Unlike most of my friends, I don’t mind a Jehovah’s Witness visit. I’m fascinated by what could motivate these folks to do what they do. I assume there must be a Bible verse that alludes to the heavenly rewards awaiting those who spend cold, snowy afternoons having doors slammed in their faces.
I almost always chat with the JWs when they come by. Not that I believe even a fraction of what they believe, or think for a second that I will ever set foot in a Kingdom Hall, but, well…I like to mock them.
But lately this mockery has been making me feel bad. In a way I guess I feel a kinship with the JWs. As a former member of a religious cult myself, I can remember what it was like when I was preaching the Good News. And just because I’m (thankfully) no longer preaching the Good News, well, that’s no reason to be mean to the people who still are. Right?
At least this is what I tell myself as I open my front door and see the two smartly dressed JW women, little black books in hand. This time will be different. This time I will be the person I like to think I am.
I. Shalt. Not. Mock.
After some brief hellos the woman asks me if I think, like so many do,
that the Bible is outdated.
“Well, actually …” I begin, then stop myself.
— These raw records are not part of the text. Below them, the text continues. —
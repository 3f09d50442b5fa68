//! The solver pool: exclusively owned IK contexts, one per worker.
//!
//! The pool owns a fixed set of [`SolverHandle`]s per kinematic group,
//! created once at initialization and reused across filtering calls.
//! Handles are lent out as `&mut` borrows, so exclusivity is enforced by
//! the borrow checker rather than by runtime checkout bookkeeping: two
//! overlapping partitions of the same group cannot exist because both
//! would need a mutable borrow of the pool.
//!
//! There is no dynamic growth. A group provisioned with three handles
//! can never serve four workers; [`SolverPool::partition`] reports
//! [`FilterError::InsufficientCapacity`] instead.

use hashbrown::HashMap;
use std::time::Duration;

use grasp_types::JointConfiguration;
use nalgebra::Isometry3;
use tracing::debug;

use crate::error::{FilterError, FilterResult};
use crate::kinematics::KinematicsProvider;

/// One exclusively owned IK-solving context.
///
/// Wraps a [`KinematicsProvider`] instance together with its slot id in
/// the pool. While a worker holds the `&mut SolverHandle`, no other
/// worker can touch the underlying solver.
pub struct SolverHandle {
    id: usize,
    group: String,
    provider: Box<dyn KinematicsProvider>,
}

impl SolverHandle {
    /// Slot index of this handle within its group.
    #[must_use]
    pub const fn id(&self) -> usize {
        self.id
    }

    /// The kinematic group this handle solves for.
    #[must_use]
    pub fn group(&self) -> &str {
        &self.group
    }

    /// Solve IK for `pose` on this handle's private solver.
    pub fn solve_ik(
        &mut self,
        pose: &Isometry3<f64>,
        attempts: usize,
        timeout: Duration,
    ) -> Option<JointConfiguration> {
        self.provider.solve_ik(pose, attempts, timeout)
    }
}

impl std::fmt::Debug for SolverHandle {
    fn fmt(&self, f: &mut std::fmt::Formatter<'_>) -> std::fmt::Result {
        f.debug_struct("SolverHandle")
            .field("id", &self.id)
            .field("group", &self.group)
            .finish_non_exhaustive()
    }
}

/// Builder for [`SolverPool`]: provision each group with its full,
/// final handle count.
#[derive(Default)]
pub struct SolverPoolBuilder {
    groups: HashMap<String, Vec<SolverHandle>>,
}

impl SolverPoolBuilder {
    /// Provision a kinematic group with one handle per provider.
    ///
    /// The number of providers given here is the most parallelism the
    /// group will ever support.
    #[must_use]
    pub fn group(
        mut self,
        name: impl Into<String>,
        providers: impl IntoIterator<Item = Box<dyn KinematicsProvider>>,
    ) -> Self {
        let name = name.into();
        let handles: Vec<SolverHandle> = providers
            .into_iter()
            .enumerate()
            .map(|(id, provider)| SolverHandle {
                id,
                group: name.clone(),
                provider,
            })
            .collect();
        debug!(group = %name, handles = handles.len(), "provisioned solver group");
        self.groups.insert(name, handles);
        self
    }

    /// Finish building the pool.
    #[must_use]
    pub fn build(self) -> SolverPool {
        SolverPool {
            groups: self.groups,
        }
    }
}

/// A fixed-capacity pool of IK solver handles, keyed by kinematic group.
///
/// Created once at engine initialization, reused across many filtering
/// calls, dropped at shutdown.
pub struct SolverPool {
    groups: HashMap<String, Vec<SolverHandle>>,
}

impl SolverPool {
    /// Start building a pool.
    #[must_use]
    pub fn builder() -> SolverPoolBuilder {
        SolverPoolBuilder::default()
    }

    /// Number of handles provisioned for `group` (0 if unknown).
    #[must_use]
    pub fn handle_count(&self, group: &str) -> usize {
        self.groups.get(group).map_or(0, Vec::len)
    }

    /// Borrow one handle exclusively.
    ///
    /// The handle is released when the borrow ends; until then no other
    /// caller can acquire from the pool at all.
    ///
    /// # Errors
    ///
    /// [`FilterError::UnknownGroup`] if the group was never provisioned,
    /// [`FilterError::InsufficientCapacity`] if it holds no handles.
    pub fn acquire(&mut self, group: &str) -> FilterResult<&mut SolverHandle> {
        let handles = self
            .groups
            .get_mut(group)
            .ok_or_else(|| FilterError::unknown_group(group))?;
        handles
            .first_mut()
            .ok_or_else(|| FilterError::insufficient_capacity(group, 0, 1))
    }

    /// Borrow exactly `worker_count` distinct handles for `group`.
    ///
    /// The returned borrows are disjoint, so each may be moved into its
    /// own worker thread. Overlapping partitions of one group cannot be
    /// constructed: both would need to borrow the pool mutably.
    ///
    /// # Errors
    ///
    /// [`FilterError::UnknownGroup`] if the group was never provisioned,
    /// [`FilterError::InsufficientCapacity`] if fewer than
    /// `worker_count` handles exist for it.
    pub fn partition(
        &mut self,
        group: &str,
        worker_count: usize,
    ) -> FilterResult<Vec<&mut SolverHandle>> {
        let handles = self
            .groups
            .get_mut(group)
            .ok_or_else(|| FilterError::unknown_group(group))?;
        if handles.len() < worker_count {
            return Err(FilterError::insufficient_capacity(
                group,
                handles.len(),
                worker_count,
            ));
        }
        Ok(handles.iter_mut().take(worker_count).collect())
    }
}

impl std::fmt::Debug for SolverPool {
    fn fmt(&self, f: &mut std::fmt::Formatter<'_>) -> std::fmt::Result {
        let mut counts: Vec<(&str, usize)> = self
            .groups
            .iter()
            .map(|(name, handles)| (name.as_str(), handles.len()))
            .collect();
        counts.sort_unstable();
        f.debug_struct("SolverPool").field("groups", &counts).finish()
    }
}
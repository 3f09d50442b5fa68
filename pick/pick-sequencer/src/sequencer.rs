//! The run state machine driving one pick operation.

use grasp_types::WorkOrder;
use tracing::{debug, error, info, warn};

use crate::context::PickContext;
use crate::error::{SequencerError, SequencerResult};
use crate::gate::{GateDecision, OperatorGate};
use crate::registry::ContainerRegistry;
use crate::step::StepList;

/// Where a run currently stands.
#[derive(Debug, Clone, Copy, PartialEq, Eq)]
pub enum RunState {
    /// Created, nothing executed yet.
    Idle,
    /// Blocked on operator authorization for the given step.
    AwaitingOperator(usize),
    /// The given step's action is running.
    Executing(usize),
    /// Terminal: the given step failed (the error carries the cause).
    Failed {
        /// Index of the failing step.
        step: usize,
    },
    /// Terminal: every step succeeded.
    Completed,
}

/// Options for starting one run.
#[derive(Debug, Clone, Default)]
pub struct RunOptions {
    /// Start at this step index, skipping steps `0..start_at` without
    /// executing their actions. An explicit trust boundary: the caller
    /// asserts the skipped steps' physical effects already hold.
    pub start_at: usize,
}

impl RunOptions {
    /// Set the jump-to-step override.
    #[must_use]
    pub const fn start_at(mut self, step: usize) -> Self {
        self.start_at = step;
        self
    }
}

/// Outcome of a run that reached `Completed`.
#[derive(Debug, Clone, PartialEq, Eq)]
pub struct RunReport {
    /// Terminal state (always [`RunState::Completed`] on the success
    /// path; failures travel as [`SequencerError`]).
    pub state: RunState,
    /// How many step actions actually executed (excludes skipped ones).
    pub steps_executed: usize,
}

/// Cleanup hook invoked exactly once per terminal transition, after the
/// context's own cleanup.
pub type CleanupHook<R> = Box<dyn FnMut(&mut PickContext, &mut R)>;

/// Drives work orders through a fixed step list, one run at a time.
///
/// `&mut self` serializes runs: two concurrent pick operations on one
/// sequencer are unrepresentable, so per-run working state is never
/// shared.
pub struct TaskSequencer<R> {
    steps: StepList<R>,
    cleanup: Option<CleanupHook<R>>,
}

impl<R> TaskSequencer<R> {
    /// Create a sequencer over a fixed step list.
    ///
    /// # Errors
    ///
    /// [`SequencerError::EmptyStepList`] if the list defines no steps.
    pub fn new(steps: StepList<R>) -> SequencerResult<Self> {
        if steps.is_empty() {
            return Err(SequencerError::EmptyStepList);
        }
        Ok(Self {
            steps,
            cleanup: None,
        })
    }

    /// Install a cleanup hook, run exactly once per terminal
    /// transition (after detaching objects and clearing markers).
    #[must_use]
    pub fn with_cleanup(mut self, hook: impl FnMut(&mut PickContext, &mut R) + 'static) -> Self {
        self.cleanup = Some(Box::new(hook));
        self
    }

    /// Number of defined steps.
    #[must_use]
    pub fn step_count(&self) -> usize {
        self.steps.len()
    }

    /// Execute one run for `order`.
    ///
    /// Steps run in strict index order from `options.start_at`. Before
    /// each step the gate is consulted (the sole cancellable suspension
    /// point); then the step's action runs against the working state.
    /// On full success the order's product is removed from its bin and
    /// the report carries [`RunState::Completed`].
    ///
    /// # Errors
    ///
    /// - [`SequencerError::InvalidJumpTarget`] if `start_at` names no step
    /// - [`SequencerError::OperatorCancelled`] if the gate cancels a wait
    /// - [`SequencerError::StepFailed`] if a step's action fails; no step
    ///   beyond it executes and nothing is retried automatically
    ///
    /// Cleanup runs exactly once whichever way the run terminates.
    pub fn run(
        &mut self,
        order: WorkOrder,
        resources: &mut R,
        gate: &mut dyn OperatorGate,
        registry: &mut dyn ContainerRegistry,
        options: &RunOptions,
    ) -> SequencerResult<RunReport> {
        let step_count = self.steps.len();
        if options.start_at >= step_count {
            return Err(SequencerError::InvalidJumpTarget {
                requested: options.start_at,
                step_count,
            });
        }

        let Self { steps, cleanup } = self;
        let mut ctx = PickContext::new(order);
        let mut state = RunState::Idle;
        let mut executed = 0;

        info!(order = %ctx.order(), start_at = options.start_at, "starting pick run");
        if options.start_at > 0 {
            warn!(
                skipped = options.start_at,
                "jump-to-step override: caller asserts skipped steps' effects hold"
            );
        }

        for index in options.start_at..step_count {
            let Some(step) = steps.get_mut(index) else {
                break; // unreachable: index < step_count
            };

            transition(&mut state, RunState::AwaitingOperator(index));
            if gate.await_next_step(step.label()) == GateDecision::Cancelled {
                transition(&mut state, RunState::Failed { step: index });
                finish(cleanup, &mut ctx, resources);
                return Err(SequencerError::OperatorCancelled {
                    step: index,
                    label: step.label().to_owned(),
                });
            }

            transition(&mut state, RunState::Executing(index));
            if let Err(cause) = step.execute(&mut ctx, resources) {
                error!(
                    order = %ctx.order(),
                    step = index,
                    label = step.label(),
                    %cause,
                    "step failed, run is terminal"
                );
                transition(&mut state, RunState::Failed { step: index });
                finish(cleanup, &mut ctx, resources);
                return Err(SequencerError::StepFailed {
                    step: index,
                    label: step.label().to_owned(),
                    source: cause,
                });
            }
            executed += 1;
        }

        transition(&mut state, RunState::Completed);
        if !registry.remove_object(ctx.order().bin(), ctx.order().product()) {
            warn!(order = %ctx.order(), "completed order's product was not tracked in its bin");
        }
        finish(cleanup, &mut ctx, resources);
        info!(order = %ctx.order(), steps = executed, "pick run completed");

        Ok(RunReport {
            state,
            steps_executed: executed,
        })
    }
}

impl<R> std::fmt::Debug for TaskSequencer<R> {
    fn fmt(&self, f: &mut std::fmt::Formatter<'_>) -> std::fmt::Result {
        f.debug_struct("TaskSequencer")
            .field("steps", &self.steps)
            .field("has_cleanup", &self.cleanup.is_some())
            .finish()
    }
}

fn transition(state: &mut RunState, next: RunState) {
    debug!(from = ?state, to = ?next, "run transition");
    *state = next;
}

/// Terminal-transition cleanup: context transients first, then the
/// caller's hook.
fn finish<R>(cleanup: &mut Option<CleanupHook<R>>, ctx: &mut PickContext, resources: &mut R) {
    ctx.cleanup();
    if let Some(hook) = cleanup.as_mut() {
        hook(ctx, resources);
    }
}

#[cfg(test)]
#[allow(clippy::unwrap_used)]
mod tests {
    use super::*;
    use crate::error::StepError;
    use crate::gate::{AutonomousGate, ChannelGate, GateCommand};
    use crate::registry::MemoryRegistry;
    use grasp_types::{BinId, ProductId};
    use std::cell::RefCell;
    use std::rc::Rc;

    /// Per-test resource bundle: records which step indices executed.
    #[derive(Default)]
    struct Recorder {
        executed: Vec<usize>,
    }

    fn order() -> WorkOrder {
        WorkOrder::new(BinId::new("bin_A"), ProductId::new("oreo_mega_stuf"))
    }

    fn stocked_registry() -> MemoryRegistry {
        let mut registry = MemoryRegistry::new();
        registry.add_object(BinId::new("bin_A"), ProductId::new("oreo_mega_stuf"));
        registry
    }

    /// N recording steps, all succeeding.
    fn recording_steps(count: usize) -> StepList<Recorder> {
        let mut list = StepList::new();
        for index in 0..count {
            list = list.step(format!("step {index}"), move |_ctx, recorder: &mut Recorder| {
                recorder.executed.push(index);
                Ok(())
            });
        }
        list
    }

    #[test]
    fn test_full_run_completes() {
        let mut sequencer = TaskSequencer::new(recording_steps(5)).unwrap();
        let mut recorder = Recorder::default();
        let mut registry = stocked_registry();

        let report = sequencer
            .run(
                order(),
                &mut recorder,
                &mut AutonomousGate,
                &mut registry,
                &RunOptions::default(),
            )
            .unwrap();

        assert_eq!(report.state, RunState::Completed);
        assert_eq!(report.steps_executed, 5);
        assert_eq!(recorder.executed, vec![0, 1, 2, 3, 4]);
        // Product removed from its bin exactly once.
        assert!(registry.list_objects(&BinId::new("bin_A")).is_empty());
    }

    #[test]
    fn test_jump_to_step_skips_earlier_actions() {
        let mut sequencer = TaskSequencer::new(recording_steps(6)).unwrap();
        let mut recorder = Recorder::default();
        let mut registry = stocked_registry();

        let report = sequencer
            .run(
                order(),
                &mut recorder,
                &mut AutonomousGate,
                &mut registry,
                &RunOptions::default().start_at(3),
            )
            .unwrap();

        assert_eq!(report.steps_executed, 3);
        assert_eq!(recorder.executed, vec![3, 4, 5]);
    }

    #[test]
    fn test_jump_target_out_of_range() {
        let mut sequencer = TaskSequencer::new(recording_steps(4)).unwrap();
        let mut recorder = Recorder::default();
        let mut registry = stocked_registry();

        let err = sequencer
            .run(
                order(),
                &mut recorder,
                &mut AutonomousGate,
                &mut registry,
                &RunOptions::default().start_at(4),
            )
            .unwrap_err();

        assert!(matches!(err, SequencerError::InvalidJumpTarget { requested: 4, step_count: 4 }));
        assert!(recorder.executed.is_empty());
    }

    #[test]
    fn test_step_failure_is_fatal_and_cleans_up_once() {
        let cleanups = Rc::new(RefCell::new(0));
        let counter = Rc::clone(&cleanups);

        let steps = StepList::new()
            .step("ok", |_ctx, recorder: &mut Recorder| {
                recorder.executed.push(0);
                Ok(())
            })
            .step("boom", |_ctx, recorder: &mut Recorder| {
                recorder.executed.push(1);
                Err(StepError::other("gripper jammed"))
            })
            .step("never", |_ctx, recorder: &mut Recorder| {
                recorder.executed.push(2);
                Ok(())
            });

        let mut sequencer = TaskSequencer::new(steps)
            .unwrap()
            .with_cleanup(move |_ctx, _recorder| {
                *counter.borrow_mut() += 1;
            });
        let mut recorder = Recorder::default();
        let mut registry = stocked_registry();

        let err = sequencer
            .run(
                order(),
                &mut recorder,
                &mut AutonomousGate,
                &mut registry,
                &RunOptions::default(),
            )
            .unwrap_err();

        match err {
            SequencerError::StepFailed { step, label, .. } => {
                assert_eq!(step, 1);
                assert_eq!(label, "boom");
            }
            other => panic!("expected StepFailed, got {other:?}"),
        }
        // Step 2 never ran; cleanup ran exactly once; product not removed.
        assert_eq!(recorder.executed, vec![0, 1]);
        assert_eq!(*cleanups.borrow(), 1);
        assert_eq!(registry.list_objects(&BinId::new("bin_A")).len(), 1);
    }

    #[test]
    fn test_operator_cancellation_is_fatal() {
        let cleanups = Rc::new(RefCell::new(0));
        let counter = Rc::clone(&cleanups);

        let mut sequencer = TaskSequencer::new(recording_steps(3))
            .unwrap()
            .with_cleanup(move |_ctx, _recorder| {
                *counter.borrow_mut() += 1;
            });
        let mut recorder = Recorder::default();
        let mut registry = stocked_registry();

        let (mut gate, tx) = ChannelGate::new();
        tx.send(GateCommand::Proceed).ok();
        tx.send(GateCommand::Cancel).ok();

        let err = sequencer
            .run(
                order(),
                &mut recorder,
                &mut gate,
                &mut registry,
                &RunOptions::default(),
            )
            .unwrap_err();

        match err {
            SequencerError::OperatorCancelled { step, .. } => assert_eq!(step, 1),
            other => panic!("expected OperatorCancelled, got {other:?}"),
        }
        assert_eq!(recorder.executed, vec![0]);
        assert_eq!(*cleanups.borrow(), 1);
    }

    #[test]
    fn test_cleanup_runs_once_on_success_too() {
        let cleanups = Rc::new(RefCell::new(0));
        let counter = Rc::clone(&cleanups);

        let mut sequencer = TaskSequencer::new(recording_steps(2))
            .unwrap()
            .with_cleanup(move |_ctx, _recorder| {
                *counter.borrow_mut() += 1;
            });
        let mut recorder = Recorder::default();
        let mut registry = stocked_registry();

        sequencer
            .run(
                order(),
                &mut recorder,
                &mut AutonomousGate,
                &mut registry,
                &RunOptions::default(),
            )
            .unwrap();

        assert_eq!(*cleanups.borrow(), 1);
    }

    #[test]
    fn test_empty_step_list_rejected() {
        assert!(matches!(
            TaskSequencer::<Recorder>::new(StepList::new()),
            Err(SequencerError::EmptyStepList)
        ));
    }

    #[test]
    fn test_runs_are_reusable_after_failure() {
        // A failed run is terminal for the *run*, not the sequencer:
        // the work order may be re-dispatched as a fresh run.
        let fail_first = Rc::new(RefCell::new(true));
        let flag = Rc::clone(&fail_first);

        let steps = StepList::new().step("flaky", move |_ctx, _res: &mut Recorder| {
            if flag.replace(false) {
                Err(StepError::other("transient"))
            } else {
                Ok(())
            }
        });

        let mut sequencer = TaskSequencer::new(steps).unwrap();
        let mut recorder = Recorder::default();
        let mut registry = stocked_registry();

        assert!(sequencer
            .run(
                order(),
                &mut recorder,
                &mut AutonomousGate,
                &mut registry,
                &RunOptions::default(),
            )
            .is_err());

        let report = sequencer
            .run(
                order(),
                &mut recorder,
                &mut AutonomousGate,
                &mut registry,
                &RunOptions::default(),
            )
            .unwrap();
        assert_eq!(report.state, RunState::Completed);
    }
}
Personally, I think the Bible is incredibly outdated. And why wouldn’t it be? It was written thousands of years ago in languages that I’m not even sure people speak anymore. I mean, think about it – “Three’s Company” is outdated, and that was only written 30 years ago.
During past JW porch chats I’ve said that – ALL of that – even going on to refer to the episodes containing Mr. Roper as the “Old Testament.” But not today.
“Well,” I start again. “It’s not so bad, I guess, if you’re into that sort of thing.”
Her face lights up.
“So, do you think the Bible is a book of guidance from God?”
“C’mon!” I yell. “If God were to give us a book of guidance, don’t you think it would be a lot easier to decipher? Ever try to read the Bible?
Sheesh…it’s like Yoda wrote it when he was drunk! And if there really is an anthropomorphic all-knowing and all-powerful God who needs to communicate with me through the written word, why is He not sending me e-mails?”
Nope. I don’t say that. Oh sure, I have in the past…but not today.
No, I’ve already made it over one mockery hurdle, I can keep going … “Uh, I guess.” I say. “I mean, If you want it to be, then why not?”
She whips out her porta-Bible and begins flipping through pages. I have to hand it to the JWs, the ones I’ve encountered just flat out know their Bible. She finds her passage and thrusts the Pee Wee Bible at me, asking me to read aloud. I oblige – I NEVER turn down a chance to read the Bible aloud.
Except that I always do it just a little TOO “aloud,” if you know what I mean. Think Samuel Jackson’s character in Pulp Fiction, quoting dramatically from Ezekeil prior to emptying his gun into someone – that’s me, on my porch, testifyin’ at top volume, pounding an imaginary pulpit, sending the JWs scurrying from my porch, a flutter of Watchtowers in their wake.
Not this time. No, this time I read slowly, calmly and at a normal volume, adhering to the provided punctuation. I didn’t really understand what I read, but the JW women look at me with their “See, I told you so!” faces, so I guess a point has been made.
They leave me with a copy of “Awake!” and promise to return again soon. I tell them I look forward to it. I’ve finally behaved myself, finally respected the beliefs of others despite my deep yearnings to mock and deride.
Now I sit by my phone, transformed, waiting for a telemarketer to call.